Below are some records; reproduce them exactly.

******

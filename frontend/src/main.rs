use shared::{ModalSelector, SiteConfig};
use yew::prelude::*;

mod components;
mod hooks;
mod services;

use components::icons::{AboutIcon, CalendarIcon, InstagramIcon, LocationIcon, ReviewIcon, WhatsAppIcon};
use components::{
    AboutPanel, BookingWizardModal, BudgetModal, DeveloperPanel, LinkButton, LocationPanel, Modal, ReviewPanel,
};
use hooks::use_landing;
use services::logging::Logger;
use services::site_config::load_site_config;

fn modal_content(modal: ModalSelector, on_close: &Callback<()>) -> Html {
    match modal {
        ModalSelector::None => html! {},
        ModalSelector::About => html! { <AboutPanel /> },
        ModalSelector::Booking => html! { <BookingWizardModal on_close={on_close.clone()} /> },
        ModalSelector::Location => html! { <LocationPanel /> },
        ModalSelector::Review => html! { <ReviewPanel on_close={on_close.clone()} /> },
        ModalSelector::Developer => html! { <DeveloperPanel /> },
        ModalSelector::Budget => html! { <BudgetModal /> },
    }
}

#[function_component(App)]
fn app() -> Html {
    let config = use_state(load_site_config);
    let landing = use_landing();
    let actions = landing.actions.clone();
    let state = landing.state;

    let open = |modal: ModalSelector| {
        let open_modal = actions.open_modal.clone();
        Callback::from(move |_: ()| open_modal.emit(modal))
    };

    let on_logo_click = {
        let logo_clicked = actions.logo_clicked.clone();
        Callback::from(move |_: MouseEvent| logo_clicked.emit(()))
    };

    let on_logo_animation_end = {
        let finished = actions.logo_animation_finished.clone();
        Callback::from(move |_: AnimationEvent| finished.emit(()))
    };

    let on_developer_click = {
        let open_modal = actions.open_modal.clone();
        Callback::from(move |_: MouseEvent| open_modal.emit(ModalSelector::Developer))
    };

    html! {
        <ContextProvider<SiteConfig> context={(*config).clone()}>
            <div class="page">
                <main class="card">
                    <div class="profile">
                        <img
                            src="/logo.png"
                            alt="Milano Bartenders Logo"
                            class={classes!("logo", state.is_logo_animating().then_some("animate-coin-flip"))}
                            onclick={on_logo_click}
                            onanimationend={on_logo_animation_end}
                        />
                        <h1 class="title">{"Milano Bartenders"}</h1>
                        <p class="subtitle">{"Os melhores cocktails do mundo🍸"}</p>
                    </div>

                    <div class="links">
                        <LinkButton icon={html! { <AboutIcon /> }} text="Quem Somos?" onclick={actions.logo_clicked.clone()} />
                        <LinkButton icon={html! { <CalendarIcon /> }} text="Orçamento 2025" onclick={open(ModalSelector::Budget)} />
                        <LinkButton icon={html! { <WhatsAppIcon /> }} text="Contato WhatsApp" onclick={open(ModalSelector::Booking)} />
                        <LinkButton icon={html! { <InstagramIcon /> }} text="Instagram" href={AttrValue::from(config.instagram_url.clone())} />
                        <LinkButton icon={html! { <LocationIcon /> }} text="Localização" onclick={open(ModalSelector::Location)} />
                        <LinkButton icon={html! { <ReviewIcon /> }} text="Avalie-nos" onclick={open(ModalSelector::Review)} />
                    </div>
                </main>

                <footer class="footer">
                    <p>
                        {"Desenvolvido por "}
                        <button type="button" class="footer-link" onclick={on_developer_click}>
                            {"InteligenciArte.IA ✨"}
                        </button>
                    </p>
                </footer>

                // Keyed by the active modal so each open starts from fresh panel state.
                <Modal
                    key={state.active_modal.name()}
                    is_open={state.active_modal.is_open()}
                    on_close={actions.close_modal.clone()}
                >
                    {modal_content(state.active_modal, &actions.close_modal)}
                </Modal>
            </div>
        </ContextProvider<SiteConfig>>
    }
}

fn main() {
    console_error_panic_hook::set_once();
    Logger::info_with_component("main", "starting Milano Bartenders link page");
    yew::Renderer::<App>::new().render();
}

******

> [Your solution]
filename frontend/src/main.rs
use shared::{ModalSelector, SiteConfig};
use yew::prelude::*;

mod components;
mod hooks;
mod services;

use components::icons::{AboutIcon, CalendarIcon, InstagramIcon, LocationIcon, ReviewIcon, WhatsAppIcon};
use components::{
    AboutPanel, BookingWizardModal, BudgetModal, DeveloperPanel, LinkButton, LocationPanel, Modal, ReviewPanel,
};
use hooks::use_landing;
use services::logging::Logger;
use services::site_config::load_site_config;

fn modal_content(modal: ModalSelector, on_close: &Callback<()>) -> Html {
    match modal {
        ModalSelector::None => html! {},
        ModalSelector::About => html! { <AboutPanel /> },
        ModalSelector::Booking => html! { <BookingWizardModal on_close={on_close.clone()} /> },
        ModalSelector::Location => html! { <LocationPanel /> },
        ModalSelector::Review => html! { <ReviewPanel on_close={on_close.clone()} /> },
        ModalSelector::Developer => html! { <DeveloperPanel /> },
        ModalSelector::Budget => html! { <BudgetModal /> },
    }
}

#[function_component(App)]
fn app() -> Html {
    let config = use_state(load_site_config);
    let landing = use_landing();
    let actions = landing.actions.clone();
    let state = landing.state;

    let open = |modal: ModalSelector| {
        let open_modal = actions.open_modal.clone();
        Callback::from(move |_: ()| open_modal.emit(modal))
    };

    let on_logo_click = {
        let logo_clicked = actions.logo_clicked.clone();
        Callback::from(move |_: MouseEvent| logo_clicked.emit(()))
    };

    let on_logo_animation_end = {
        let finished = actions.logo_animation_finished.clone();
        Callback::from(move |_: AnimationEvent| finished.emit(()))
    };

    let on_developer_click = {
        let open_modal = actions.open_modal.clone();
        Callback::from(move |_: MouseEvent| open_modal.emit(ModalSelector::Developer))
    };

    html! {
        <ContextProvider<SiteConfig> context={(*config).clone()}>
            <div class="page">
                <main class="card">
                    <div class="profile">
                        <img
                            src="/logo.png"
                            alt="Milano Bartenders Logo"
                            class={classes!("logo", state.is_logo_animating().then_some("animate-coin-flip"))}
                            onclick={on_logo_click}
                            onanimationend={on_logo_animation_end}
                        />
                        <h1 class="title">{"Milano Bartenders"}</h1>
                        <p class="subtitle">{"Os melhores cocktails do mundo🍸"}</p>
                    </div>

                    <div class="links">
                        <LinkButton icon={html! { <AboutIcon /> }} text="Quem Somos?" onclick={actions.logo_clicked.clone()} />
                        <LinkButton icon={html! { <CalendarIcon /> }} text="Orçamento 2025" onclick={open(ModalSelector::Budget)} />
                        <LinkButton icon={html! { <WhatsAppIcon /> }} text="Contato WhatsApp" onclick={open(ModalSelector::Booking)} />
                        <LinkButton icon={html! { <InstagramIcon /> }} text="Instagram" href={AttrValue::from(config.instagram_url.clone())} />
                        <LinkButton icon={html! { <LocationIcon /> }} text="Localização" onclick={open(ModalSelector::Location)} />
                        <LinkButton icon={html! { <ReviewIcon /> }} text="Avalie-nos" onclick={open(ModalSelector::Review)} />
                    </div>
                </main>

                <footer class="footer">
                    <p>
                        {"Desenvolvido por "}
                        <button type="button" class="footer-link" onclick={on_developer_click}>
                            {"InteligenciArte.IA ✨"}
                        </button>
                    </p>
                </footer>

                // Keyed by the active modal so each open starts from fresh panel state.
                <Modal
                    key={state.active_modal.name()}
                    is_open={state.active_modal.is_open()}
                    on_close={actions.close_modal.clone()}
                >
                    {modal_content(state.active_modal, &actions.close_modal)}
                </Modal>
            </div>
        </ContextProvider<SiteConfig>>
    }
}

fn main() {
    console_error_panic_hook::set_once();
    Logger::info_with_component("main", "starting Milano Bartenders link page");
    yew::Renderer::<App>::new().render();
}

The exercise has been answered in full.